Exercise goal
The stretch wanted below opens at the line containing "let raw = self.required(name)?;" and closes at the line containing "First file submitted". Please return it exactly, with no other lines.

*** Begin section ***

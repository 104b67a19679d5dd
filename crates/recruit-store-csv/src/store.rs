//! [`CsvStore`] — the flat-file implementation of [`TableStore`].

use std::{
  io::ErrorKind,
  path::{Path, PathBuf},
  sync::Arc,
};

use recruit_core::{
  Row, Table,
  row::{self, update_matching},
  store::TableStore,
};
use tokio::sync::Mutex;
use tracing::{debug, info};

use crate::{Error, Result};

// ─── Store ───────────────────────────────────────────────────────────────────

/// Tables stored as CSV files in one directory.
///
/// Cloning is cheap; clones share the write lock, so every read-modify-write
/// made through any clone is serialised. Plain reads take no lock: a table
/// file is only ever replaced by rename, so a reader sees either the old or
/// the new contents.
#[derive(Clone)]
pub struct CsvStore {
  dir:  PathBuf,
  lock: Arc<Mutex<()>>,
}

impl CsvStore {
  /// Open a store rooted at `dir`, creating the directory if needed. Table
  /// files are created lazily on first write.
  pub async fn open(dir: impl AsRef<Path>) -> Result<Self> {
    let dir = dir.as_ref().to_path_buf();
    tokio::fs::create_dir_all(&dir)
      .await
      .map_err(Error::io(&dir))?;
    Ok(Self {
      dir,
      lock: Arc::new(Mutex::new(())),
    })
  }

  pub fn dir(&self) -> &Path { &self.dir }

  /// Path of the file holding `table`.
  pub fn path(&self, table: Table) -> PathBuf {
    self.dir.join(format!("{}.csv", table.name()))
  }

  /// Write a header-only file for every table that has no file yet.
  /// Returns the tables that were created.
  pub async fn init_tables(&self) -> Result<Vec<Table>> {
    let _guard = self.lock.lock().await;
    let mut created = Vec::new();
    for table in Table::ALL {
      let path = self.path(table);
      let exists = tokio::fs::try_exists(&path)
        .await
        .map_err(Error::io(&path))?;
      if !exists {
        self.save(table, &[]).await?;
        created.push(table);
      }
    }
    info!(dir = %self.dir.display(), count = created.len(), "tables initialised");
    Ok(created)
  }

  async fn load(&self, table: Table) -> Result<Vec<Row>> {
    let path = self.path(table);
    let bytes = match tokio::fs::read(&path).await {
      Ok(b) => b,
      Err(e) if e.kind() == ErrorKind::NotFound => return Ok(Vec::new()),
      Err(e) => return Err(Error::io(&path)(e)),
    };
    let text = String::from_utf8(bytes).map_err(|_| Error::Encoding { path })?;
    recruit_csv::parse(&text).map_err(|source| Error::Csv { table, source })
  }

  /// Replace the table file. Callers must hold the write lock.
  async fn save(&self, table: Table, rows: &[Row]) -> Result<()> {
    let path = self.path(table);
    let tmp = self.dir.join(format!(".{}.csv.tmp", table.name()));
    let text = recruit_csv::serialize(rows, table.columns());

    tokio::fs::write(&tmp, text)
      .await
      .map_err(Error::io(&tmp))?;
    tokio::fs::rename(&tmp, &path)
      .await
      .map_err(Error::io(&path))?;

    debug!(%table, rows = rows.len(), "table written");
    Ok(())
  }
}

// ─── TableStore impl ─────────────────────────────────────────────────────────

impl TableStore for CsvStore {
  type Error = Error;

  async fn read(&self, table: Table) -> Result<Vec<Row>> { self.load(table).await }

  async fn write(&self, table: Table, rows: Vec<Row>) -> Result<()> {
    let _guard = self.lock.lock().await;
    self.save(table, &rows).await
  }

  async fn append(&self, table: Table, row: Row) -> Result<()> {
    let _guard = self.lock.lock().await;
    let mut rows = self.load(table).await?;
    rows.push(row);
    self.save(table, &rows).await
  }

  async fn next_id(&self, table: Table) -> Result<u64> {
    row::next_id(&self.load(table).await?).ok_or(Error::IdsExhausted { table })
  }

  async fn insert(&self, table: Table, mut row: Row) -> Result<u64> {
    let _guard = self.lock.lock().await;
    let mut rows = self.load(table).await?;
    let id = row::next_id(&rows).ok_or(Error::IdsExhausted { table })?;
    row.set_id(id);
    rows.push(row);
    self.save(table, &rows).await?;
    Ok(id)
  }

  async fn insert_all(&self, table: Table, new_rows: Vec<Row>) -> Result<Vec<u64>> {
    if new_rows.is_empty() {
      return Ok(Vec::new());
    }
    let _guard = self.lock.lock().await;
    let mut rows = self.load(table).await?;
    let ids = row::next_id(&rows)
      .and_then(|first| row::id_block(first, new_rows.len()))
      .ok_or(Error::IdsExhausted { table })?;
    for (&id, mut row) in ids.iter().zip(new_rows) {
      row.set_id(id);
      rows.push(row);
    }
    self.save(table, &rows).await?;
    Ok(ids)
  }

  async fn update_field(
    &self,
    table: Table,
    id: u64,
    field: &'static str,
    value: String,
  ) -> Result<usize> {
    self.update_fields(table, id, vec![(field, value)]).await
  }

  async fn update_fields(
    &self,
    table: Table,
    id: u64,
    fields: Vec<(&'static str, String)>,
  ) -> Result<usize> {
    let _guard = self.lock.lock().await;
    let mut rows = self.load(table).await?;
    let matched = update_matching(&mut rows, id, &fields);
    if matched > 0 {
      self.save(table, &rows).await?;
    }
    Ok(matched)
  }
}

*** End section ***
*** Begin section ***

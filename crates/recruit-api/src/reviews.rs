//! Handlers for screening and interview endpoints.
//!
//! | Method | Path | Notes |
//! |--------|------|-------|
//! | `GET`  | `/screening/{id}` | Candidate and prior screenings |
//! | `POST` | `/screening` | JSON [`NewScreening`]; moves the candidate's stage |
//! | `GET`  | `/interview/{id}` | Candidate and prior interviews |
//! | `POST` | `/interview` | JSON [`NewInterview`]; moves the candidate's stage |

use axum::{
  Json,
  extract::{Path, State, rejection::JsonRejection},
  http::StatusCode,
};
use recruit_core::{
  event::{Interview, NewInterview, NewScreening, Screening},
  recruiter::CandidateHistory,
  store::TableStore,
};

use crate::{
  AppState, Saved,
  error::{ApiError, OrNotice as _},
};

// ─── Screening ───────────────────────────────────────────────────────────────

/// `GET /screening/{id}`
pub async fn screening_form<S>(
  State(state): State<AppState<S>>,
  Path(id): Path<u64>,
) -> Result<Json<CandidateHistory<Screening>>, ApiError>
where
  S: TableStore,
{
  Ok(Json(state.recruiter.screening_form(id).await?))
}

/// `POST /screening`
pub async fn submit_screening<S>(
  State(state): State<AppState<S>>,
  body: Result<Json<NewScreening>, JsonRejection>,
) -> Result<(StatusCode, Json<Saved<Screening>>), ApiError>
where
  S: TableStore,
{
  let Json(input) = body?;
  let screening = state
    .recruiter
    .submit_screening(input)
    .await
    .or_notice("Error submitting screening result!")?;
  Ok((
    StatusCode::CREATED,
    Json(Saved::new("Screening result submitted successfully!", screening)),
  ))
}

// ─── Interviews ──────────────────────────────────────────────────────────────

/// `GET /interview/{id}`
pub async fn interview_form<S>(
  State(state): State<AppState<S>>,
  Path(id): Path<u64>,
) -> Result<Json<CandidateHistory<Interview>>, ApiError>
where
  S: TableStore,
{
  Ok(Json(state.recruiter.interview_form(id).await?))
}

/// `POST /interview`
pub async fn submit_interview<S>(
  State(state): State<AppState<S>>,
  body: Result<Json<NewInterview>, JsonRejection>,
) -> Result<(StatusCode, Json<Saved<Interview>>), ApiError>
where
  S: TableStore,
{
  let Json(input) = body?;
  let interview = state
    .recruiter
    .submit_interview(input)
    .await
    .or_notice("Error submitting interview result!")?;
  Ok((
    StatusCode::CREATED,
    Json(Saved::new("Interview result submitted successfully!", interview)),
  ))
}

*** End section ***
*** Begin section ***

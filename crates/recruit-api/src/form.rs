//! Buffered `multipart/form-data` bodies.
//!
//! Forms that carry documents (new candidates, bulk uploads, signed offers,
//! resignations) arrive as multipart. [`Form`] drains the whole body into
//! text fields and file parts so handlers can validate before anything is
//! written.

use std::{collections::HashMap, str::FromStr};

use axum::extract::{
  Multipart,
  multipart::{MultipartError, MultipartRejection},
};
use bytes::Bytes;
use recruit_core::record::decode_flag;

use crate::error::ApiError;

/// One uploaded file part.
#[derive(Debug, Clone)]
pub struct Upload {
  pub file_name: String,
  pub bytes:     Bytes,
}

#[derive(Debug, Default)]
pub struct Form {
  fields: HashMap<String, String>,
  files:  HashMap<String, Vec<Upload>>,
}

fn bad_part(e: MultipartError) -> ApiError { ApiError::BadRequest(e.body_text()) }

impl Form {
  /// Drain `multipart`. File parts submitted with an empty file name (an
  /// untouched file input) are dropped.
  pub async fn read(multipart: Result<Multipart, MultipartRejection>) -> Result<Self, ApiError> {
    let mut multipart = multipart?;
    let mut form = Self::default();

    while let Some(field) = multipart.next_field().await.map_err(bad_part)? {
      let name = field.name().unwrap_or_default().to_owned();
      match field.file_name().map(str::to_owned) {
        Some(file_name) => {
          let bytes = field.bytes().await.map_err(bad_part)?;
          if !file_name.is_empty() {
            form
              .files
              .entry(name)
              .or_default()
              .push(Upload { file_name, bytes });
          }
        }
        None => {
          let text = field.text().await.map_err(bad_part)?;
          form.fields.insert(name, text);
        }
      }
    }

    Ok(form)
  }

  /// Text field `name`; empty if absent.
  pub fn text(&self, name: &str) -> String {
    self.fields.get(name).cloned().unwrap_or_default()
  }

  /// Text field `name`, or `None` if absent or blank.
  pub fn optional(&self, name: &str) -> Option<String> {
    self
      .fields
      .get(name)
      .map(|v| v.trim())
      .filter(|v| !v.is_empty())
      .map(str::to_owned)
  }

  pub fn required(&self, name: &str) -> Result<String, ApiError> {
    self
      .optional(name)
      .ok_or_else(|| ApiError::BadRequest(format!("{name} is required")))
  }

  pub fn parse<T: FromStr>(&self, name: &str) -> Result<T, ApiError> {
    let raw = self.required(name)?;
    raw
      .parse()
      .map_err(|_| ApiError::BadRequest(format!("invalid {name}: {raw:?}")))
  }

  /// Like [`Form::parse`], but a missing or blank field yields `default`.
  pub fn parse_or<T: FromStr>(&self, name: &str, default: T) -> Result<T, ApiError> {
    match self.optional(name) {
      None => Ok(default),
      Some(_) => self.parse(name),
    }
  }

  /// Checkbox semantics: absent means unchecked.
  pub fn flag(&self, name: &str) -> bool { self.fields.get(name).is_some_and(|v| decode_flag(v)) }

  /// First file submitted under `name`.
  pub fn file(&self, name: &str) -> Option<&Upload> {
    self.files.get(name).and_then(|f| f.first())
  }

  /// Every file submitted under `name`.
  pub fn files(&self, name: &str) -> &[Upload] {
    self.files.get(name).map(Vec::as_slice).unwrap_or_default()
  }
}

*** End section ***

Exercise response
    let raw = self.required(name)?;
    raw
      .parse()
      .map_err(|_| ApiError::BadRequest(format!("invalid {name}: {raw:?}")))
  }

  /// Like [`Form::parse`], but a missing or blank field yields `default`.
  pub fn parse_or<T: FromStr>(&self, name: &str, default: T) -> Result<T, ApiError> {
    match self.optional(name) {
      None => Ok(default),
      Some(_) => self.parse(name),
    }
  }

  /// Checkbox semantics: absent means unchecked.
  pub fn flag(&self, name: &str) -> bool { self.fields.get(name).is_some_and(|v| decode_flag(v)) }

  /// First file submitted under `name`.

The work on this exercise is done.